[Dataset entries]

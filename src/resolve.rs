//! Turning node names into addresses parallel-ssh can connect to.

use std::net::{IpAddr, SocketAddr};

use async_trait::async_trait;
use hickory_resolver::config::{NameServerConfigGroup, ResolverConfig, ResolverOpts};
use hickory_resolver::TokioAsyncResolver;
use serde_json::Value;

use crate::error::PsshError;
use crate::inventory::InventoryClient;
use crate::log::Logger;

/// `Ok(None)` means the node is left out of the host list.
#[async_trait]
pub trait Resolver {
    async fn resolve(&self, node: &str, log: &Logger) -> Result<Option<String>, PsshError>;
}

/// The node name is the address.
pub struct IdentityResolver;

#[async_trait]
impl Resolver for IdentityResolver {
    async fn resolve(&self, node: &str, _log: &Logger) -> Result<Option<String>, PsshError> {
        Ok(Some(node.to_string()))
    }
}

/// Forward lookup against one specific nameserver.
pub struct DnsResolver {
    resolver: TokioAsyncResolver,
}

impl DnsResolver {
    /// `nameserver` is an IP address, optionally with a port.
    pub fn new(nameserver: &str) -> Result<Self, PsshError> {
        Self::with_opts(nameserver, ResolverOpts::default())
    }

    pub fn with_opts(nameserver: &str, opts: ResolverOpts) -> Result<Self, PsshError> {
        let addr = match nameserver.parse::<SocketAddr>() {
            Ok(addr) => addr,
            Err(_) => nameserver
                .parse::<IpAddr>()
                .map(|ip| SocketAddr::new(ip, 53))
                .map_err(|_| PsshError::InvalidNameserver(nameserver.to_string()))?,
        };
        let group = NameServerConfigGroup::from_ips_clear(&[addr.ip()], addr.port(), true);
        let config = ResolverConfig::from_parts(None, vec![], group);
        Ok(Self {
            resolver: TokioAsyncResolver::tokio(config, opts),
        })
    }
}

#[async_trait]
impl Resolver for DnsResolver {
    async fn resolve(&self, node: &str, log: &Logger) -> Result<Option<String>, PsshError> {
        match self.resolver.lookup_ip(node).await {
            Ok(lookup) => match lookup.iter().next() {
                Some(ip) => Ok(Some(ip.to_string())),
                None => {
                    log.debug(format!("No address for {}, skipping", node));
                    Ok(None)
                }
            },
            Err(e) => {
                log.debug(format!("Could not resolve {}: {}, skipping", node, e));
                Ok(None)
            }
        }
    }
}

/// Reads the address from a node fact, falling back to the node name.
pub struct FactResolver {
    client: InventoryClient,
    fact: String,
}

impl FactResolver {
    pub fn new(client: InventoryClient, fact: &str) -> Self {
        Self {
            client,
            fact: fact.to_string(),
        }
    }
}

#[async_trait]
impl Resolver for FactResolver {
    async fn resolve(&self, node: &str, log: &Logger) -> Result<Option<String>, PsshError> {
        let facts = self.client.facts(node).await?;
        match facts.get(&self.fact) {
            Some(value) => Ok(Some(fact_to_string(value))),
            None => {
                log.warn(format!(
                    "Fact {} not found for {}, using the node name",
                    self.fact, node
                ));
                Ok(Some(node.to_string()))
            }
        }
    }
}

/// Strings lose their quotes; everything else is printed as JSON.
pub fn fact_to_string(value: &Value) -> String {
    match value {
        Value::String(s) => s.clone(),
        other => other.to_string(),
    }
}
//! Driving parallel-ssh.
//!
//! We only build its argument vector, start it and wait. Per-host results
//! end up in the output directory; the only thing we look at is the exit
//! status of parallel-ssh itself.

use std::ffi::OsString;
use std::io::Write;
use std::path::{Path, PathBuf};
use std::process::ExitStatus;

use tokio::process::Command;

use crate::error::PsshError;
use crate::log::Logger;

/// Upper bound of the random per-host delay, in seconds.
pub const SPLAY_WINDOW_SECS: u32 = 30;

/// SSH options that turn off host key verification.
const NO_HOST_KEY_VERIFY: [&str; 2] = ["StrictHostKeyChecking=no", "UserKnownHostsFile=/dev/null"];

#[derive(Debug, Clone)]
pub struct RunSpec {
    /// Command words, joined with spaces on the remote side.
    pub command: Vec<String>,
    /// Maximum number of simultaneous connections.
    pub threads: usize,
    /// Per-host timeout in seconds.
    pub timeout: u64,
    pub host_key_verify: bool,
    /// Passed to parallel-ssh verbatim, one argument each.
    pub extra_args: Vec<String>,
    pub user: Option<String>,
    pub splay: bool,
    pub output_dir: PathBuf,
}

impl RunSpec {
    /// The command string the remote shell runs.
    pub fn remote_command(&self) -> String {
        let command = format!("{} 2>&1", self.command.join(" "));
        if self.splay {
            format!(
                "sleep $(( $(od -An -N2 -tu2 /dev/urandom) % {} + 1 )); {}",
                SPLAY_WINDOW_SECS, command
            )
        } else {
            command
        }
    }

    /// Arguments for parallel-ssh, without the program itself.
    pub fn args(&self, hostlist: &Path) -> Vec<OsString> {
        let mut args: Vec<OsString> = vec![
            "-p".into(),
            self.threads.to_string().into(),
            "-o".into(),
            self.output_dir.clone().into(),
            "-t".into(),
            self.timeout.to_string().into(),
            "-h".into(),
            hostlist.into(),
        ];
        if !self.host_key_verify {
            for option in NO_HOST_KEY_VERIFY {
                args.push("-O".into());
                args.push(option.into());
            }
        }
        if let Some(user) = &self.user {
            args.push("-l".into());
            args.push(user.into());
        }
        args.extend(self.extra_args.iter().map(OsString::from));
        args.push(self.remote_command().into());
        args
    }
}

/// What happened when we were asked to run.
#[derive(Debug)]
pub enum RunOutcome {
    /// The host list was empty; parallel-ssh was not started.
    Skipped,
    Finished(ExitStatus),
}

impl RunOutcome {
    pub fn exit_code(&self) -> i32 {
        match self {
            RunOutcome::Skipped => 0,
            RunOutcome::Finished(status) => status.code().unwrap_or(1),
        }
    }
}

pub struct Executor {
    path: PathBuf,
}

impl Executor {
    /// Fails unless `path` is a regular file.
    pub fn locate(path: impl Into<PathBuf>) -> Result<Self, PsshError> {
        let path = path.into();
        if !path.is_file() {
            return Err(PsshError::ExecutorNotFound(path));
        }
        Ok(Self { path })
    }

    pub fn path(&self) -> &Path {
        &self.path
    }

    pub async fn run(
        &self,
        spec: &RunSpec,
        hostlist: &Path,
        targets: &[String],
        log: &Logger,
    ) -> Result<RunOutcome, PsshError> {
        // A cached host list may hold nothing but blank lines.
        if targets.iter().all(|t| t.trim().is_empty()) {
            log.warn("The host list is empty, not running anything.");
            log.warn("The --match pattern may be too narrow.");
            return Ok(RunOutcome::Skipped);
        }

        log.info(format!("Node log output path: {}", spec.output_dir.display()));
        log.info(format!(
            "Running command '{}' with parallel-ssh on {} nodes...",
            spec.command.join(" "),
            targets.len()
        ));
        if !spec.host_key_verify {
            log.warn("Disabled host key verification");
        }

        let args = spec.args(hostlist);
        log.debug(format!("{} {:?}", self.path.display(), args));

        // parallel-ssh inherits our stdout; get ours out first.
        let _ = std::io::stdout().flush();
        let mut child = Command::new(&self.path)
            .args(&args)
            .kill_on_drop(true)
            .spawn()
            .map_err(PsshError::Spawn)?;

        tokio::select! {
            status = child.wait() => Ok(RunOutcome::Finished(status.map_err(PsshError::Spawn)?)),
            _ = tokio::signal::ctrl_c() => {
                log.error("Ctrl-c detected. Killing parallel-ssh.");
                let _ = child.kill().await;
                Err(PsshError::Interrupted)
            }
        }
    }
}
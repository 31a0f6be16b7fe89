use std::process::ExitCode;

use clap::Parser;

use puppet_pssh::{pipeline, Command, Config, Logger};

#[tokio::main]
async fn main() -> ExitCode {
    let cli = Config::parse();
    let log = Logger::from_env(cli.command.inventory().debug);
    log.debug("Initializing logger");

    let result = match &cli.command {
        Command::Run(args) => pipeline::run(args, &log)
            .await
            .map(|outcome| outcome.exit_code()),
        Command::List(args) => pipeline::list(args, std::io::stdout(), &log)
            .await
            .map(|_| 0),
        Command::CountNodes(args) => pipeline::count_nodes(args, std::io::stdout(), &log)
            .await
            .map(|_| 0),
    };

    match result {
        Ok(code) => ExitCode::from(code.clamp(0, 255) as u8),
        Err(e) => {
            log.error(e);
            ExitCode::FAILURE
        }
    }
}
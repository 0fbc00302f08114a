//! Error type for L4, the FRISC assembly code generator.

use thiserror::Error;

#[derive(Debug, Error)]
pub enum CodeGenError {
    /// L4 runs `frisc-sem`'s analysis rather than duplicating its checks:
    /// any semantic failure surfaces here with the same fixed diagnostic.
    #[error(transparent)]
    Semantic(#[from] frisc_sem::SemError),

    /// The tree or scope structure didn't match what a successful semantic
    /// pass guarantees it should look like: a bug in this crate, not a
    /// user-facing diagnostic.
    #[error("codegen contract violation at `{symbol}`: {reason}")]
    MalformedTree { symbol: String, reason: String },
}

pub type Result<T> = std::result::Result<T, CodeGenError>;
//! Coercion and lvalue predicates of the dialect's type system.

use crate::object::{Base, Object};

/// Can `from` flow into a slot of type `to` without an explicit cast?
///
/// Functions never coerce. Scalars widen `CHAR -> INT` and otherwise
/// require an exact base match. Arrays decay the same way by base, and a
/// `const` array may not flow into a non-const one.
pub fn can_implicit(from: &Object, to: &Object) -> bool {
    if to.is_fn {
        return false;
    }
    let base_ok = matches!(
        (from.base, to.base),
        (Base::Char, Base::Char) | (Base::Int, Base::Int) | (Base::Char, Base::Int)
    );
    if !from.array && !to.array {
        return base_ok;
    }
    if from.array && !from.const_ && to.array {
        return base_ok;
    }
    false
}

/// `can_implicit`, plus the one allowed narrowing cast: `INT -> CHAR`.
pub fn can_explicit(from: &Object, to: &Object) -> bool {
    (from.base == Base::Int && to.base == Base::Char) || can_implicit(from, to)
}

/// An object can appear on the left of an assignment iff it names a
/// variable (not a function), is not `const`, and is not an array (arrays
/// have no assignment form in this dialect).
pub fn is_lvalue(obj: &Object) -> bool {
    !obj.is_fn && !obj.const_ && !obj.array
}
//! Literal validators. These decide whether a `BROJ`, `ZNAK`, or
//! `NIZ_ZNAKOVA` lexeme is well-formed and, where relevant, how large it is.

/// One escape a `ZNAK`/`NIZ_ZNAKOVA` literal is allowed to use after a
/// backslash: tab, newline, null, single quote, double quote, backslash.
fn is_valid_escape(c: u8) -> bool {
    matches!(c, b't' | b'n' | b'0' | b'\'' | b'"' | b'\\')
}

/// Parses a `BROJ` lexeme as a signed 32-bit integer. `minus` applies a
/// pending unary minus carried over from a preceding `<unarni_operator>`
/// (see [`crate::walk`]'s context struct). The radix is prefix-selected:
/// a `0x`/`0X` prefix reads hex, a leading `0` followed by more digits
/// reads octal, anything else decimal.
pub fn is_valid_int(s: &str, minus: bool) -> bool {
    parse_int(s, minus).is_some()
}

pub fn parse_int(s: &str, minus: bool) -> Option<i32> {
    if s.is_empty() {
        return None;
    }
    let (radix, digits) = if let Some(rest) = s.strip_prefix("0x").or_else(|| s.strip_prefix("0X"))
    {
        (16, rest)
    } else if s.len() > 1 && s.as_bytes()[0] == b'0' {
        (8, &s[1..])
    } else {
        (10, s)
    };
    if digits.is_empty() {
        return None;
    }
    let magnitude = i64::from_str_radix(digits, radix).ok()?;
    let signed = if minus { -magnitude } else { magnitude };
    i32::try_from(signed).ok()
}

/// `'X'` for any byte `X` other than a quote, or `'\E'` for an allowed
/// escape `E`.
pub fn is_valid_char(s: &str) -> bool {
    let bytes = s.as_bytes();
    match bytes.len() {
        3 => bytes[0] == b'\'' && bytes[1] != b'\'' && bytes[2] == b'\'',
        4 => {
            bytes[0] == b'\''
                && bytes[1] == b'\\'
                && is_valid_escape(bytes[2])
                && bytes[3] == b'\''
        }
        _ => false,
    }
}

/// Counts the characters a `"…"` literal denotes (escapes count as one),
/// not including the implicit null terminator. `None` on a malformed
/// escape.
pub fn is_valid_char_array(s: &str) -> Option<usize> {
    let inner = s.get(1..s.len().saturating_sub(1))?;
    let bytes = inner.as_bytes();
    let mut count = 0;
    let mut i = 0;
    while i < bytes.len() {
        if bytes[i] == b'\\' {
            let escape = *bytes.get(i + 1)?;
            if !is_valid_escape(escape) {
                return None;
            }
            i += 2;
        } else {
            i += 1;
        }
        count += 1;
    }
    Some(count)
}

/// An array size must be a positive decimal integer that fits the dialect's
/// fixed bound of 1024 elements.
pub fn is_valid_array_size(s: &str) -> bool {
    match s.parse::<i64>() {
        Ok(n) => (1..=1024).contains(&n),
        Err(_) => false,
    }
}

#[cfg(test)]
mod tests {
    use super::*;

    #[test]
    fn plain_decimal() {
        assert!(is_valid_int("42", false));
        assert_eq!(parse_int("42", true), Some(-42));
    }

    #[test]
    fn hex_and_octal_prefixes() {
        assert_eq!(parse_int("0x1A", false), Some(26));
        assert_eq!(parse_int("010", false), Some(8));
    }

    #[test]
    fn overflow_is_rejected() {
        assert!(!is_valid_int("99999999999", false));
    }

    #[test]
    fn char_literal_forms() {
        assert!(is_valid_char("'a'"));
        assert!(is_valid_char("'\\n'"));
        assert!(!is_valid_char("''"));
        assert!(!is_valid_char("'\\q'"));
    }

    #[test]
    fn char_array_counts_escapes_as_one() {
        assert_eq!(is_valid_char_array("\"a\\nb\""), Some(3));
        assert_eq!(is_valid_char_array("\"a\\q\""), None);
    }

    #[test]
    fn array_size_bounds() {
        assert!(is_valid_array_size("1"));
        assert!(is_valid_array_size("1024"));
        assert!(!is_valid_array_size("0"));
        assert!(!is_valid_array_size("1025"));
    }
}
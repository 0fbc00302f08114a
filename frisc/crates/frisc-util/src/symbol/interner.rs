//! String interner backed by a thread-local table.
//!
//! The pipeline is single-threaded and strictly sequential, so unlike a
//! multi-threaded compiler's interner this one needs no locking: a
//! `thread_local!` `RefCell` over a hash-indexed table is enough.

use rustc_hash::FxHashMap;
use std::cell::RefCell;
use std::hash::{Hash, Hasher};

use super::Symbol;

thread_local! {
    static TABLE: RefCell<StringTable> = RefCell::new(StringTable::new());
}

/// Backing store for interned strings.
///
/// Strings are leaked to obtain `'static` references. This is acceptable
/// here because a single compiler invocation interns a bounded number of
/// identifiers (one program's worth) and never needs to release them.
pub struct StringTable {
    index: FxHashMap<u64, u32>,
    strings: Vec<&'static str>,
}

impl StringTable {
    pub fn new() -> Self {
        Self {
            index: FxHashMap::default(),
            strings: Vec::new(),
        }
    }

    pub fn intern(&mut self, s: &str) -> Symbol {
        let hash = hash_str(s);
        if let Some(&idx) = self.index.get(&hash) {
            if self.strings[idx as usize] == s {
                return Symbol::from_index(idx);
            }
        }
        let stored: &'static str = Box::leak(s.to_string().into_boxed_str());
        let idx = self.strings.len() as u32;
        self.strings.push(stored);
        self.index.insert(hash, idx);
        Symbol::from_index(idx)
    }

    pub fn get(&self, index: u32) -> Option<&'static str> {
        self.strings.get(index as usize).copied()
    }
}

impl Default for StringTable {
    fn default() -> Self {
        Self::new()
    }
}

fn hash_str(s: &str) -> u64 {
    let mut hasher = rustc_hash::FxHasher::default();
    s.hash(&mut hasher);
    hasher.finish()
}

pub(super) fn intern(s: &str) -> Symbol {
    TABLE.with(|t| t.borrow_mut().intern(s))
}

pub(super) fn resolve(index: u32) -> &'static str {
    TABLE.with(|t| {
        t.borrow()
            .get(index)
            .expect("Symbol index not present in thread-local table")
    })
}

#[cfg(test)]
mod tests {
    use super::*;

    #[test]
    fn same_string_interns_to_same_index() {
        let mut t = StringTable::new();
        let a = t.intern("izraz");
        let b = t.intern("izraz");
        assert_eq!(a, b);
    }

    #[test]
    fn distinct_strings_get_distinct_symbols() {
        let mut t = StringTable::new();
        let a = t.intern("x");
        let b = t.intern("y");
        assert_ne!(a, b);
    }
}
//! The `lex` subcommand: run the table-driven lexical analyzer over source
//! text, printing one `UNIT line lexeme` token per line. Bytes no rule can
//! match are reported on stderr and skipped.

use std::fs::File;
use std::io::BufReader;
use std::path::PathBuf;

use anyhow::Context;

use frisc_lexgen::LexTable;
use frisc_util::Handler;

use crate::commands::common::read_input_bytes;
use crate::error::FrisctError;

/// Arguments for the lex command, already merged with config defaults.
pub struct LexArgs {
    /// Serialized table produced by `lexgen`.
    pub table: PathBuf,
    /// Source text; stdin when absent.
    pub input: Option<PathBuf>,
    /// Overrides the table's recorded starting lex state.
    pub starting_state: Option<String>,
}

/// Loads the table and tokenizes the input.
pub fn run_lex(args: LexArgs) -> anyhow::Result<()> {
    let file = File::open(&args.table)
        .with_context(|| format!("opening {}", args.table.display()))?;
    let mut table = LexTable::read_from(&mut BufReader::new(file))
        .with_context(|| format!("reading {}", args.table.display()))?;

    if let Some(state) = args.starting_state {
        if !table.states.contains_key(&state) {
            return Err(FrisctError::Validation(format!(
                "starting state `{state}` is not a lex state of this table"
            ))
            .into());
        }
        table.starting_state = state;
    }

    let source = read_input_bytes(args.input.as_deref())?;
    let handler = Handler::new();
    let tokens = frisc_drv::tokenize(&table, &source, &handler)?;

    print!("{tokens}");
    eprint!("{}", frisc_drv::render_lex_diagnostics(&handler));
    Ok(())
}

• **What needs to be done**
Using the data above, extract exactly the lines from the one that holds "so unlike a" to the one that holds "pub(super) fn intern(s: &str)", both ends included, and no others.

• **Result of the task**
//! The pipeline is single-threaded and strictly sequential, so unlike a
//! multi-threaded compiler's interner this one needs no locking: a
//! `thread_local!` `RefCell` over a hash-indexed table is enough.

use rustc_hash::FxHashMap;
use std::cell::RefCell;
use std::hash::{Hash, Hasher};

use super::Symbol;

thread_local! {
    static TABLE: RefCell<StringTable> = RefCell::new(StringTable::new());
}

/// Backing store for interned strings.
///
/// Strings are leaked to obtain `'static` references. This is acceptable
/// here because a single compiler invocation interns a bounded number of
/// identifiers (one program's worth) and never needs to release them.
pub struct StringTable {
    index: FxHashMap<u64, u32>,
    strings: Vec<&'static str>,
}

impl StringTable {
    pub fn new() -> Self {
        Self {
            index: FxHashMap::default(),
            strings: Vec::new(),
        }
    }

    pub fn intern(&mut self, s: &str) -> Symbol {
        let hash = hash_str(s);
        if let Some(&idx) = self.index.get(&hash) {
            if self.strings[idx as usize] == s {
                return Symbol::from_index(idx);
            }
        }
        let stored: &'static str = Box::leak(s.to_string().into_boxed_str());
        let idx = self.strings.len() as u32;
        self.strings.push(stored);
        self.index.insert(hash, idx);
        Symbol::from_index(idx)
    }

    pub fn get(&self, index: u32) -> Option<&'static str> {
        self.strings.get(index as usize).copied()
    }
}

impl Default for StringTable {
    fn default() -> Self {
        Self::new()
    }
}

fn hash_str(s: &str) -> u64 {
    let mut hasher = rustc_hash::FxHasher::default();
    s.hash(&mut hasher);
    hasher.finish()
}

pub(super) fn intern(s: &str) -> Symbol {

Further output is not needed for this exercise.